• [TASK REQUIREMENTS] Each record below should be given again exactly as it reads.

• [DATA RECORDS]
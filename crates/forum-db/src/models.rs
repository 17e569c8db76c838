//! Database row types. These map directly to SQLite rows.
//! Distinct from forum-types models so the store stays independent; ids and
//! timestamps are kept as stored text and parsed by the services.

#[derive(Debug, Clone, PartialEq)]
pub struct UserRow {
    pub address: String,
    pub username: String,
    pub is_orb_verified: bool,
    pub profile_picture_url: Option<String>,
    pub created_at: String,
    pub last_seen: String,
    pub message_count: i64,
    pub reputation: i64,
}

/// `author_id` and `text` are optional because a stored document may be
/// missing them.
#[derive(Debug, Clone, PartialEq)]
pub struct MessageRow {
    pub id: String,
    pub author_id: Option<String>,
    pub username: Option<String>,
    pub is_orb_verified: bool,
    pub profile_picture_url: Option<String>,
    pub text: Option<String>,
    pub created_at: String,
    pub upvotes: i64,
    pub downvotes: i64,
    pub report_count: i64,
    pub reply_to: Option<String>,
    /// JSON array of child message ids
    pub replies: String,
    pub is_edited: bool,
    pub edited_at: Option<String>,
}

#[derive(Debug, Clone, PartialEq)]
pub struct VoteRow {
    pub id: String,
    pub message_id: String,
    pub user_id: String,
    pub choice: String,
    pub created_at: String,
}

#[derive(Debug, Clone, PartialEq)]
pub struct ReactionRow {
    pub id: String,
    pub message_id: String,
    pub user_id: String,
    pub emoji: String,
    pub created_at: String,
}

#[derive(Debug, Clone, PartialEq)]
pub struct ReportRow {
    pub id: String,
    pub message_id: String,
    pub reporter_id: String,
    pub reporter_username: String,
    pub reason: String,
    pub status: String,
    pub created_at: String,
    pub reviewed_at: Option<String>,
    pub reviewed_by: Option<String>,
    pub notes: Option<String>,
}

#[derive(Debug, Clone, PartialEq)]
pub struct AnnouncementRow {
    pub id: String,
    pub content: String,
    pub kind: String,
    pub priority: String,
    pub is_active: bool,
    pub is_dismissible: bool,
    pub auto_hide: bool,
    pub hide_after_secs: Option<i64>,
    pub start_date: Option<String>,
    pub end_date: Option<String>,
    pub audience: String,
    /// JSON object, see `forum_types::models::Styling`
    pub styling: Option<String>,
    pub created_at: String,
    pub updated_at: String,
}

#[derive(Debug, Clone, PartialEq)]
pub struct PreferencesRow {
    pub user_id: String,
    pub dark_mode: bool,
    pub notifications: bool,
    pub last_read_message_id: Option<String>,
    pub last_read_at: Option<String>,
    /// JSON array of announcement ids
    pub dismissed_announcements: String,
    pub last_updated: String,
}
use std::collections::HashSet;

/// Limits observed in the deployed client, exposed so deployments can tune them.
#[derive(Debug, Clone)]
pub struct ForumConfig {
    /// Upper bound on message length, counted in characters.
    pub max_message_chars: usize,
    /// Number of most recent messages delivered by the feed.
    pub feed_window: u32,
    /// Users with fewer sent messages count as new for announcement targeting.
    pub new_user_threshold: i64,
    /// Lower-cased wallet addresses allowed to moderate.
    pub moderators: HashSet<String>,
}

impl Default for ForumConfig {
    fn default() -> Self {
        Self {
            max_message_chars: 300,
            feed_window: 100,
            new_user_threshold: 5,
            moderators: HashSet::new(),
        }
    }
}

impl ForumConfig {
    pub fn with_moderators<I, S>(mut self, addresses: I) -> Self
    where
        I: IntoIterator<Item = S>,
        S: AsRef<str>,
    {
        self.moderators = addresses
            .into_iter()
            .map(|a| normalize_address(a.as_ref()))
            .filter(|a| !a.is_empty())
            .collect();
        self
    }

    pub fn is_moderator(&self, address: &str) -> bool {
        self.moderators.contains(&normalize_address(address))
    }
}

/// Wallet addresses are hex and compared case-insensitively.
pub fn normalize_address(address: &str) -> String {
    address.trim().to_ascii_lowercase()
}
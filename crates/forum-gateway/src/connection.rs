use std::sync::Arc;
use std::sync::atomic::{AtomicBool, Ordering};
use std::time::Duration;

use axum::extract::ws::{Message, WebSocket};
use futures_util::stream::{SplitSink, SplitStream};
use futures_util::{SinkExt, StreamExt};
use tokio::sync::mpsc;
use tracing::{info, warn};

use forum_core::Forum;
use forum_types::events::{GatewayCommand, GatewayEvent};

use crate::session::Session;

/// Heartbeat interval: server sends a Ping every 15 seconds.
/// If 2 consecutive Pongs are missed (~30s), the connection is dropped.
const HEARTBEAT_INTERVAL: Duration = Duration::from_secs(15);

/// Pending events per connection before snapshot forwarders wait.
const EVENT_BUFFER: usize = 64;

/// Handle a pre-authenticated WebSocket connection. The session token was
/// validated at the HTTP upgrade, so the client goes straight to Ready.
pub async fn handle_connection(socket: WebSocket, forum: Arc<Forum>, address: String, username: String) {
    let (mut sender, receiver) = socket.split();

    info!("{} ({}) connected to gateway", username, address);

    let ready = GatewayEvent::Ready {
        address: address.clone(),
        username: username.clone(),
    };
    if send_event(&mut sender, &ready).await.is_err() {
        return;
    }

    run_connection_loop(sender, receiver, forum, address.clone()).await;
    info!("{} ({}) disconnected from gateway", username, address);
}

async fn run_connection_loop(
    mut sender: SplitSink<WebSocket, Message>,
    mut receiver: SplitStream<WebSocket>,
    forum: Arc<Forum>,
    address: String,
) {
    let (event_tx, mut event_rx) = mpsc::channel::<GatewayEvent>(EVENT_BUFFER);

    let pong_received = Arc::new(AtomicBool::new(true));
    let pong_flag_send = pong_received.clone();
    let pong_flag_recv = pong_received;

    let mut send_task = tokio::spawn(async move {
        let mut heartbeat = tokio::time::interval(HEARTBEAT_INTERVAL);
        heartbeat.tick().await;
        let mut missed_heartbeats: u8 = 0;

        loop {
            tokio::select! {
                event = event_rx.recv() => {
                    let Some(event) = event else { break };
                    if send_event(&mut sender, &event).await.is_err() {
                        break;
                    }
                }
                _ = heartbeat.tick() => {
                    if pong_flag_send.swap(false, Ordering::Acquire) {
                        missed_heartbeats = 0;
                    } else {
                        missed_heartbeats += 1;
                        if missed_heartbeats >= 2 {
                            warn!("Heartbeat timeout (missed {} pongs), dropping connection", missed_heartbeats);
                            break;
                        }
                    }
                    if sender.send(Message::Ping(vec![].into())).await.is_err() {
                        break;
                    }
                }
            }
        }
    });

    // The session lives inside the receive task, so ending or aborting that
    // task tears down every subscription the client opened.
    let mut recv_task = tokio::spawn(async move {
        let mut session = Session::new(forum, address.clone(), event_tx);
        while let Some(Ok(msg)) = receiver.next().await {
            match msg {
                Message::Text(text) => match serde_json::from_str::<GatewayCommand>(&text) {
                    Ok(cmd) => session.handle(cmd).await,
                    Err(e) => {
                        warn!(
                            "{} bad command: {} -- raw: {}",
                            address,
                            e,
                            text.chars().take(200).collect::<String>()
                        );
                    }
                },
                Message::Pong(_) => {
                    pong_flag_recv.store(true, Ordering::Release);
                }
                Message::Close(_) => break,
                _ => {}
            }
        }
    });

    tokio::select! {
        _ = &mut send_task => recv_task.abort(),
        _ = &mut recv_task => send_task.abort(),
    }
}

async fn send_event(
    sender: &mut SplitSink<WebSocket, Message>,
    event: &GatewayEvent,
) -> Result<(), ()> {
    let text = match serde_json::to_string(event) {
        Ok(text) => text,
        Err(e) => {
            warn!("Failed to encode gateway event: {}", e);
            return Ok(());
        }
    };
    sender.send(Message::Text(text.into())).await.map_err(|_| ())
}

• [RESULT OF THE TASK]
filename crates/forum-db/src/models.rs
repository 17e569c8db76c838
//! Database row types. These map directly to SQLite rows.
//! Distinct from forum-types models so the store stays independent; ids and
//! timestamps are kept as stored text and parsed by the services.

#[derive(Debug, Clone, PartialEq)]
pub struct UserRow {
    pub address: String,
    pub username: String,
    pub is_orb_verified: bool,
    pub profile_picture_url: Option<String>,
    pub created_at: String,
    pub last_seen: String,
    pub message_count: i64,
    pub reputation: i64,
}

/// `author_id` and `text` are optional because a stored document may be
/// missing them.
#[derive(Debug, Clone, PartialEq)]
pub struct MessageRow {
    pub id: String,
    pub author_id: Option<String>,
    pub username: Option<String>,
    pub is_orb_verified: bool,
    pub profile_picture_url: Option<String>,
    pub text: Option<String>,
    pub created_at: String,
    pub upvotes: i64,
    pub downvotes: i64,
    pub report_count: i64,
    pub reply_to: Option<String>,
    /// JSON array of child message ids
    pub replies: String,
    pub is_edited: bool,
    pub edited_at: Option<String>,
}

#[derive(Debug, Clone, PartialEq)]
pub struct VoteRow {
    pub id: String,
    pub message_id: String,
    pub user_id: String,
    pub choice: String,
    pub created_at: String,
}

#[derive(Debug, Clone, PartialEq)]
pub struct ReactionRow {
    pub id: String,
    pub message_id: String,
    pub user_id: String,
    pub emoji: String,
    pub created_at: String,
}

#[derive(Debug, Clone, PartialEq)]
pub struct ReportRow {
    pub id: String,
    pub message_id: String,
    pub reporter_id: String,
    pub reporter_username: String,
    pub reason: String,
    pub status: String,
    pub created_at: String,
    pub reviewed_at: Option<String>,
    pub reviewed_by: Option<String>,
    pub notes: Option<String>,
}

#[derive(Debug, Clone, PartialEq)]
pub struct AnnouncementRow {
    pub id: String,
    pub content: String,
    pub kind: String,
    pub priority: String,
    pub is_active: bool,
    pub is_dismissible: bool,
    pub auto_hide: bool,
    pub hide_after_secs: Option<i64>,
    pub start_date: Option<String>,
    pub end_date: Option<String>,
    pub audience: String,
    /// JSON object, see `forum_types::models::Styling`
    pub styling: Option<String>,
    pub created_at: String,
    pub updated_at: String,
}

#[derive(Debug, Clone, PartialEq)]
pub struct PreferencesRow {
    pub user_id: String,
    pub dark_mode: bool,
    pub notifications: bool,
    pub last_read_message_id: Option<String>,
    pub last_read_at: Option<String>,
    /// JSON array of announcement ids
    pub dismissed_announcements: String,
    pub last_updated: String,
}
use std::collections::HashSet;

/// Limits observed in the deployed client, exposed so deployments can tune them.
#[derive(Debug, Clone)]
pub struct ForumConfig {
    /// Upper bound on message length, counted in characters.
    pub max_message_chars: usize,
    /// Number of most recent messages delivered by the feed.
    pub feed_window: u32,
    /// Users with fewer sent messages count as new for announcement targeting.
    pub new_user_threshold: i64,
    /// Lower-cased wallet addresses allowed to moderate.
    pub moderators: HashSet<String>,
}

impl Default for ForumConfig {
    fn default() -> Self {
        Self {
            max_message_chars: 300,
            feed_window: 100,
            new_user_threshold: 5,
            moderators: HashSet::new(),
        }
    }
}

impl ForumConfig {
    pub fn with_moderators<I, S>(mut self, addresses: I) -> Self
    where
        I: IntoIterator<Item = S>,
        S: AsRef<str>,
    {
        self.moderators = addresses
            .into_iter()
            .map(|a| normalize_address(a.as_ref()))
            .filter(|a| !a.is_empty())
            .collect();
        self
    }

    pub fn is_moderator(&self, address: &str) -> bool {
        self.moderators.contains(&normalize_address(address))
    }
}

/// Wallet addresses are hex and compared case-insensitively.
pub fn normalize_address(address: &str) -> String {
    address.trim().to_ascii_lowercase()
}
filename crates/forum-gateway/src/connection.rs
use std::sync::Arc;
use std::sync::atomic::{AtomicBool, Ordering};
use std::time::Duration;

use axum::extract::ws::{Message, WebSocket};
use futures_util::stream::{SplitSink, SplitStream};
use futures_util::{SinkExt, StreamExt};
use tokio::sync::mpsc;
use tracing::{info, warn};

use forum_core::Forum;
use forum_types::events::{GatewayCommand, GatewayEvent};

use crate::session::Session;

/// Heartbeat interval: server sends a Ping every 15 seconds.
/// If 2 consecutive Pongs are missed (~30s), the connection is dropped.
const HEARTBEAT_INTERVAL: Duration = Duration::from_secs(15);

/// Pending events per connection before snapshot forwarders wait.
const EVENT_BUFFER: usize = 64;

/// Handle a pre-authenticated WebSocket connection. The session token was
/// validated at the HTTP upgrade, so the client goes straight to Ready.
pub async fn handle_connection(socket: WebSocket, forum: Arc<Forum>, address: String, username: String) {
    let (mut sender, receiver) = socket.split();

    info!("{} ({}) connected to gateway", username, address);

    let ready = GatewayEvent::Ready {
        address: address.clone(),
        username: username.clone(),
    };
    if send_event(&mut sender, &ready).await.is_err() {
        return;
    }

    run_connection_loop(sender, receiver, forum, address.clone()).await;
    info!("{} ({}) disconnected from gateway", username, address);
}

async fn run_connection_loop(
    mut sender: SplitSink<WebSocket, Message>,
    mut receiver: SplitStream<WebSocket>,
    forum: Arc<Forum>,
    address: String,
) {
    let (event_tx, mut event_rx) = mpsc::channel::<GatewayEvent>(EVENT_BUFFER);

    let pong_received = Arc::new(AtomicBool::new(true));
    let pong_flag_send = pong_received.clone();
    let pong_flag_recv = pong_received;

    let mut send_task = tokio::spawn(async move {
        let mut heartbeat = tokio::time::interval(HEARTBEAT_INTERVAL);
        heartbeat.tick().await;
        let mut missed_heartbeats: u8 = 0;

        loop {
            tokio::select! {
                event = event_rx.recv() => {
                    let Some(event) = event else { break };
                    if send_event(&mut sender, &event).await.is_err() {
                        break;
                    }
                }
                _ = heartbeat.tick() => {
                    if pong_flag_send.swap(false, Ordering::Acquire) {
                        missed_heartbeats = 0;
                    } else {
                        missed_heartbeats += 1;
                        if missed_heartbeats >= 2 {
                            warn!("Heartbeat timeout (missed {} pongs), dropping connection", missed_heartbeats);
                            break;
                        }
                    }
                    if sender.send(Message::Ping(vec![].into())).await.is_err() {
                        break;
                    }
                }
            }
        }
    });

    // The session lives inside the receive task, so ending or aborting that
    // task tears down every subscription the client opened.
    let mut recv_task = tokio::spawn(async move {
        let mut session = Session::new(forum, address.clone(), event_tx);
        while let Some(Ok(msg)) = receiver.next().await {
            match msg {
                Message::Text(text) => match serde_json::from_str::<GatewayCommand>(&text) {
                    Ok(cmd) => session.handle(cmd).await,
                    Err(e) => {
                        warn!(
                            "{} bad command: {} -- raw: {}",
                            address,
                            e,
                            text.chars().take(200).collect::<String>()
                        );
                    }
                },
                Message::Pong(_) => {
                    pong_flag_recv.store(true, Ordering::Release);
                }
                Message::Close(_) => break,
                _ => {}
            }
        }
    });

    tokio::select! {
        _ = &mut send_task => recv_task.abort(),
        _ = &mut recv_task => send_task.abort(),
    }
}

async fn send_event(
    sender: &mut SplitSink<WebSocket, Message>,
    event: &GatewayEvent,
) -> Result<(), ()> {
    let text = match serde_json::to_string(event) {
        Ok(text) => text,
        Err(e) => {
            warn!("Failed to encode gateway event: {}", e);
            return Ok(());
        }
    };
    sender.send(Message::Text(text.into())).await.map_err(|_| ())
}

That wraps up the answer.